Find every line in the records below that contains "inflight", and copy it.

■ MATERIAL TO PROCESS:
= = =
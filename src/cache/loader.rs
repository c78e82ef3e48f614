//! Single-flight load coordination.
//!
//! The first caller to miss on a key installs a pending slot and runs the
//! value loader; concurrent callers for the same key join the slot and wait
//! for its outcome. The slot is cleared when the load finishes, fails or is
//! cancelled, so the next miss starts a fresh load.

use crate::error::Error;
use bytes::Bytes;
use dashmap::mapref::entry::Entry;
use dashmap::DashMap;
use std::sync::Arc;
use std::time::Duration;
use tokio::sync::watch;

/// Failure shared by every caller of one load.
#[derive(Debug, Clone, PartialEq, Eq)]
pub enum LoadFailure {
    /// The loader returned an error.
    Failed(String),
    /// The loader exceeded its deadline.
    TimedOut,
}

impl From<LoadFailure> for Error {
    fn from(failure: LoadFailure) -> Self {
        match failure {
            LoadFailure::Failed(cause) => Error::LoaderFailed(cause),
            LoadFailure::TimedOut => Error::LoaderTimeout,
        }
    }
}

/// Outcome published to joiners.
pub type LoadOutcome = Result<Bytes, LoadFailure>;

type Slot = Arc<watch::Sender<Option<LoadOutcome>>>;

/// Role of a caller that missed on a key.
pub enum Acquired {
    /// The caller must run the loader and complete the guard.
    Installer(LoadGuard),
    /// Another caller is loading; wait on the slot.
    Joiner(LoadWaiter),
}

/// Held by the installer; clears the slot when dropped.
pub struct LoadGuard {
    key: String,
    slot: Slot,
    inflight: Arc<DashMap<String, Slot>>,
    completed: bool,
}

impl LoadGuard {
    /// Key being loaded.
    pub fn key(&self) -> &str {
        &self.key
    }

    /// Publish the outcome to every joiner and release the slot.
    pub fn complete(mut self, outcome: LoadOutcome) {
        self.finish(outcome);
    }

    fn finish(&mut self, outcome: LoadOutcome) {
        if self.completed {
            return;
        }
        self.completed = true;
        self.slot.send_replace(Some(outcome));
        let slot = self.slot.clone();
        self.inflight
            .remove_if(&self.key, |_, current| Arc::ptr_eq(current, &slot));
    }
}

impl Drop for LoadGuard {
    fn drop(&mut self) {
        // Installer cancelled before completing.
        self.finish(Err(LoadFailure::Failed("load cancelled".to_string())));
    }
}

/// Held by a joiner.
pub struct LoadWaiter {
    rx: watch::Receiver<Option<LoadOutcome>>,
}

impl LoadWaiter {
    /// Wait up to `timeout` for the in-flight load. A timeout here does not
    /// affect the load itself.
    pub async fn wait(mut self, timeout: Duration) -> Result<Bytes, Error> {
        let waited = tokio::time::timeout(timeout, self.rx.wait_for(Option::is_some)).await;
        match waited {
            Ok(Ok(outcome)) => match outcome.clone() {
                Some(Ok(value)) => Ok(value),
                Some(Err(failure)) => Err(failure.into()),
                None => Err(Error::Internal("load slot published nothing".into())),
            },
            Ok(Err(_)) => Err(Error::LoaderFailed("load abandoned".to_string())),
            Err(_) => Err(Error::LoaderTimeout),
        }
    }
}

/// Table of in-flight loads.
#[derive(Default)]
pub struct LoadCoordinator {
    inflight: Arc<DashMap<String, Slot>>,
}

impl LoadCoordinator {
    /// Create an empty coordinator.
    pub fn new() -> Self {
        Self::default()
    }

    /// Install a slot for `key`, or join the one already there.
    pub fn acquire(&self, key: &str) -> Acquired {
        match self.inflight.entry(key.to_string()) {
            Entry::Occupied(existing) => Acquired::Joiner(LoadWaiter {
                rx: existing.get().subscribe(),
            }),
            Entry::Vacant(vacant) => {
                let (tx, _rx) = watch::channel(None);
                let slot = Arc::new(tx);
                vacant.insert(slot.clone());
                Acquired::Installer(LoadGuard {
                    key: key.to_string(),
                    slot,
                    inflight: self.inflight.clone(),
                    completed: false,
                })
            }
        }
    }

    /// Number of loads in flight.
    pub fn in_flight(&self) -> usize {
        self.inflight.len()
    }
}

impl std::fmt::Debug for LoadCoordinator {
    fn fmt(&self, f: &mut std::fmt::Formatter<'_>) -> std::fmt::Result {
        f.debug_struct("LoadCoordinator")
            .field("in_flight", &self.inflight.len())
            .finish()
    }
}

#[cfg(test)]
mod tests {
    use super::*;
    use std::sync::atomic::{AtomicUsize, Ordering};

    fn installer(acquired: Acquired) -> LoadGuard {
        match acquired {
            Acquired::Installer(guard) => guard,
            Acquired::Joiner(_) => panic!("expected installer"),
        }
    }

    fn joiner(acquired: Acquired) -> LoadWaiter {
        match acquired {
            Acquired::Joiner(waiter) => waiter,
            Acquired::Installer(_) => panic!("expected joiner"),
        }
    }

    #[tokio::test]
    async fn test_joiners_share_installer_result() {
        let loads = LoadCoordinator::new();
        let guard = installer(loads.acquire("Paris"));
        let waiters: Vec<_> = (0..5).map(|_| joiner(loads.acquire("Paris"))).collect();
        assert_eq!(loads.in_flight(), 1);

        guard.complete(Ok(Bytes::from_static(b"sunny")));
        assert_eq!(loads.in_flight(), 0);

        for waiter in waiters {
            let value = waiter.wait(Duration::from_secs(1)).await.unwrap();
            assert_eq!(&value[..], b"sunny");
        }
    }

    #[tokio::test]
    async fn test_failure_reaches_all_joiners_and_clears_slot() {
        let loads = LoadCoordinator::new();
        let guard = installer(loads.acquire("k"));
        let a = joiner(loads.acquire("k"));
        let b = joiner(loads.acquire("k"));

        guard.complete(Err(LoadFailure::Failed("backend down".into())));
        for waiter in [a, b] {
            match waiter.wait(Duration::from_secs(1)).await {
                Err(Error::LoaderFailed(cause)) => assert_eq!(cause, "backend down"),
                other => panic!("unexpected outcome: {:?}", other),
            }
        }

        // The next miss retries.
        assert!(matches!(loads.acquire("k"), Acquired::Installer(_)));
    }

    #[tokio::test]
    async fn test_loader_timeout_is_shared() {
        let loads = LoadCoordinator::new();
        let guard = installer(loads.acquire("k"));
        let waiter = joiner(loads.acquire("k"));
        guard.complete(Err(LoadFailure::TimedOut));
        assert!(matches!(
            waiter.wait(Duration::from_secs(1)).await,
            Err(Error::LoaderTimeout)
        ));
    }

    #[tokio::test]
    async fn test_joiner_timeout_leaves_load_running() {
        let loads = LoadCoordinator::new();
        let guard = installer(loads.acquire("k"));
        let impatient = joiner(loads.acquire("k"));
        let patient = joiner(loads.acquire("k"));

        assert!(matches!(
            impatient.wait(Duration::from_millis(20)).await,
            Err(Error::LoaderTimeout)
        ));
        assert_eq!(loads.in_flight(), 1);

        guard.complete(Ok(Bytes::from_static(b"v")));
        assert!(patient.wait(Duration::from_secs(1)).await.is_ok());
    }

    #[tokio::test]
    async fn test_dropped_installer_releases_slot() {
        let loads = LoadCoordinator::new();
        let guard = installer(loads.acquire("k"));
        let waiter = joiner(loads.acquire("k"));
        drop(guard);

        assert_eq!(loads.in_flight(), 0);
        assert!(matches!(
            waiter.wait(Duration::from_secs(1)).await,
            Err(Error::LoaderFailed(_))
        ));
    }

    #[tokio::test]
    async fn test_at_most_one_installer_under_contention() {
        let loads = Arc::new(LoadCoordinator::new());
        let installers = Arc::new(AtomicUsize::new(0));
        let mut handles = Vec::new();

        for _ in 0..50 {
            let loads = loads.clone();
            let installers = installers.clone();
            handles.push(tokio::spawn(async move {
                match loads.acquire("hot") {
                    Acquired::Installer(guard) => {
                        installers.fetch_add(1, Ordering::SeqCst);
                        tokio::time::sleep(Duration::from_millis(50)).await;
                        guard.complete(Ok(Bytes::from_static(b"v")));
                        Ok(Bytes::from_static(b"v"))
                    }
                    Acquired::Joiner(waiter) => waiter.wait(Duration::from_secs(5)).await,
                }
            }));
        }

        for handle in handles {
            assert!(handle.await.unwrap().is_ok());
        }
        assert_eq!(installers.load(Ordering::SeqCst), 1);
    }
}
= = =
■ ANSWER AREA:
    inflight: Arc<DashMap<String, Slot>>,
        self.inflight
    inflight: Arc<DashMap<String, Slot>>,
        match self.inflight.entry(key.to_string()) {
                    inflight: self.inflight.clone(),
        self.inflight.len()
            .field("in_flight", &self.inflight.len())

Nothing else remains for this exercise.